Segment Start: Data for review

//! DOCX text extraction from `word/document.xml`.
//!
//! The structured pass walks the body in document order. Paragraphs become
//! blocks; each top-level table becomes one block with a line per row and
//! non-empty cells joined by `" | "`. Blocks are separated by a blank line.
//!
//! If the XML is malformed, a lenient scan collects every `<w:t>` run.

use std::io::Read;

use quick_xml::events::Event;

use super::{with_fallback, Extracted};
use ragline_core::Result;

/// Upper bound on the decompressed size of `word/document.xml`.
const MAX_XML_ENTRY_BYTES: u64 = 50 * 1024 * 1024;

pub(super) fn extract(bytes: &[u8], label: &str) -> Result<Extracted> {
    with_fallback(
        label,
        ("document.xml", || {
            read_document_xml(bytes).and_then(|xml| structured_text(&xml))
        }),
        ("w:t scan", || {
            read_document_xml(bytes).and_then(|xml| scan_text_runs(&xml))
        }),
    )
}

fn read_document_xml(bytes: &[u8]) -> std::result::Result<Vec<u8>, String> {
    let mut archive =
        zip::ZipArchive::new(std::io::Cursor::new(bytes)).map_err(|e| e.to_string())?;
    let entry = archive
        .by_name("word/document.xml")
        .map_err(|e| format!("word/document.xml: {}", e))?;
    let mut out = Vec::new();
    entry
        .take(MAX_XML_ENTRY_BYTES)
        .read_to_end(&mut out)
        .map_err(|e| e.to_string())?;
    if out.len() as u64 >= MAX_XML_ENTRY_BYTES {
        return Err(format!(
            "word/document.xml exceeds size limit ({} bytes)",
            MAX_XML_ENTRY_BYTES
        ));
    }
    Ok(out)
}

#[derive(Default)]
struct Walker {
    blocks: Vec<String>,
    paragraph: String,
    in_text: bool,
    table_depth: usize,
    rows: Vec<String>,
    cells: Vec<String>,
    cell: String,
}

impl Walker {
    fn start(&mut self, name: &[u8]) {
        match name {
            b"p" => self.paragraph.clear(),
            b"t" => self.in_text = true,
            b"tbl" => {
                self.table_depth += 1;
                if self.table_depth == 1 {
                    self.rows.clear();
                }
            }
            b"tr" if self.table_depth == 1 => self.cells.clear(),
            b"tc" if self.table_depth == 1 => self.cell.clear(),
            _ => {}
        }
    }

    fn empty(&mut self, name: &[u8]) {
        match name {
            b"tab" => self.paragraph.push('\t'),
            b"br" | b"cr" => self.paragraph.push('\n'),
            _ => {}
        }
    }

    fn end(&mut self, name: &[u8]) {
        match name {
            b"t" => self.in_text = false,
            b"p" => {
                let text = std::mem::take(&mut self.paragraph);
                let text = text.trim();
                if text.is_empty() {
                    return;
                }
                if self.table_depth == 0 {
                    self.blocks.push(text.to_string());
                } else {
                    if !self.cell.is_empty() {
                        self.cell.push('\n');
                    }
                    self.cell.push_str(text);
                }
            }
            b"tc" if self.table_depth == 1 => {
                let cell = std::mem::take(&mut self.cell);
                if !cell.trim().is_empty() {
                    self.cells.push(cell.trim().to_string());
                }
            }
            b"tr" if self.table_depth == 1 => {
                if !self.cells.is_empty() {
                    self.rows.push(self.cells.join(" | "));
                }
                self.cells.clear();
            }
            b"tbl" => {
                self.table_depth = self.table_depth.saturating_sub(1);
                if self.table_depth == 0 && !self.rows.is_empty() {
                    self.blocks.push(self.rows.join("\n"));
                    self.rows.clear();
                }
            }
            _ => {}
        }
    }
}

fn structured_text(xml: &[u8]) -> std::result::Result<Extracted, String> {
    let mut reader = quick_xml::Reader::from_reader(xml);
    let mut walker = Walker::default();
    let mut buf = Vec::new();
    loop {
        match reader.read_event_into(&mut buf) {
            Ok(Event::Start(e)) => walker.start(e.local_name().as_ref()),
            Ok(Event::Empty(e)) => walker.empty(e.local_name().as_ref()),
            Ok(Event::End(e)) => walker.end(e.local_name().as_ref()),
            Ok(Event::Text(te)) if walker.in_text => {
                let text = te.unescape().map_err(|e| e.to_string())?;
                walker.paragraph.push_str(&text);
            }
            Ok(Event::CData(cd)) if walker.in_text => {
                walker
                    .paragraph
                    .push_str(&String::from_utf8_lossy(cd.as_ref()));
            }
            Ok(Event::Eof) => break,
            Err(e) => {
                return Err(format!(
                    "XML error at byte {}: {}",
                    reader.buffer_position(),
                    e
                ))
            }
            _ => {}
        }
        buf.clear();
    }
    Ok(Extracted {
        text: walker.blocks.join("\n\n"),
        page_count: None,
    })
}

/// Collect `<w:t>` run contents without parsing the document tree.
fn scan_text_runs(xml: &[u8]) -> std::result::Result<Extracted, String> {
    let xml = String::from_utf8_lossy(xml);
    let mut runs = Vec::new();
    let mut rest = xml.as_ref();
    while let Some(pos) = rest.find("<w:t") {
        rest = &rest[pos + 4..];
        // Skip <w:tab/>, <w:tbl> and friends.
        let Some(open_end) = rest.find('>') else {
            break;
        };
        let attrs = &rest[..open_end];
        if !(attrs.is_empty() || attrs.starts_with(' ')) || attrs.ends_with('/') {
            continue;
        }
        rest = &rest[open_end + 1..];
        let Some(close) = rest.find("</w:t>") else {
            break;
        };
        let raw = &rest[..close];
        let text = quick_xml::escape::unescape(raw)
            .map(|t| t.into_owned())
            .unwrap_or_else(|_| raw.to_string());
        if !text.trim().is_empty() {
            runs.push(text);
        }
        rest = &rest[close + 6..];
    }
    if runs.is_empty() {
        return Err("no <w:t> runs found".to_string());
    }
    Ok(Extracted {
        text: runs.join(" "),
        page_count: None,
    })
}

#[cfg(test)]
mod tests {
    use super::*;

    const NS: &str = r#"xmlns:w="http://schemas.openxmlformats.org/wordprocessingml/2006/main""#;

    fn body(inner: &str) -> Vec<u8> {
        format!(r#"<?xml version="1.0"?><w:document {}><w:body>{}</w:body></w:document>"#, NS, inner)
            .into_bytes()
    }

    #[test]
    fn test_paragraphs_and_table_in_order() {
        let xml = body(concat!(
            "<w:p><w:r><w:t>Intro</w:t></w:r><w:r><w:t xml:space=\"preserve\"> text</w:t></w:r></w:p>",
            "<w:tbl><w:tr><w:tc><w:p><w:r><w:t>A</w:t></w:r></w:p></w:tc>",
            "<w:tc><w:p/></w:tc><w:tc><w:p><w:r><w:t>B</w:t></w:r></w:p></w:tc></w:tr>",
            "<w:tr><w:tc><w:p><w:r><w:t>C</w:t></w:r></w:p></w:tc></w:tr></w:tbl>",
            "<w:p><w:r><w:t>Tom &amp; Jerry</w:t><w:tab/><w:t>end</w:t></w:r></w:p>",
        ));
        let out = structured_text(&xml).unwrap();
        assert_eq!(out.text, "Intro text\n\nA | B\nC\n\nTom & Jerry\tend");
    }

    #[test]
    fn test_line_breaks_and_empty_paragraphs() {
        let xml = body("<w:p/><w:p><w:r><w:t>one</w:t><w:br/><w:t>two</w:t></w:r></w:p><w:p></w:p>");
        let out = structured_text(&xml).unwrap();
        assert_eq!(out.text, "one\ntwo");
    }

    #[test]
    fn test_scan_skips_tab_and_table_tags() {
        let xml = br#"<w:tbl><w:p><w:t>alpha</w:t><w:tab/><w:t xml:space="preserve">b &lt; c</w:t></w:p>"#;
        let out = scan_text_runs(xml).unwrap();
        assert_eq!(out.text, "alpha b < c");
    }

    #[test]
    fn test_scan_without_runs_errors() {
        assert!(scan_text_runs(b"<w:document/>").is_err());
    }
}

Segment End: Data for review

Directions: Which lines above hold the word "close"? Copy each of them.

Result of the exercise:
        let Some(close) = rest.find("</w:t>") else {
        let raw = &rest[..close];
        rest = &rest[close + 6..];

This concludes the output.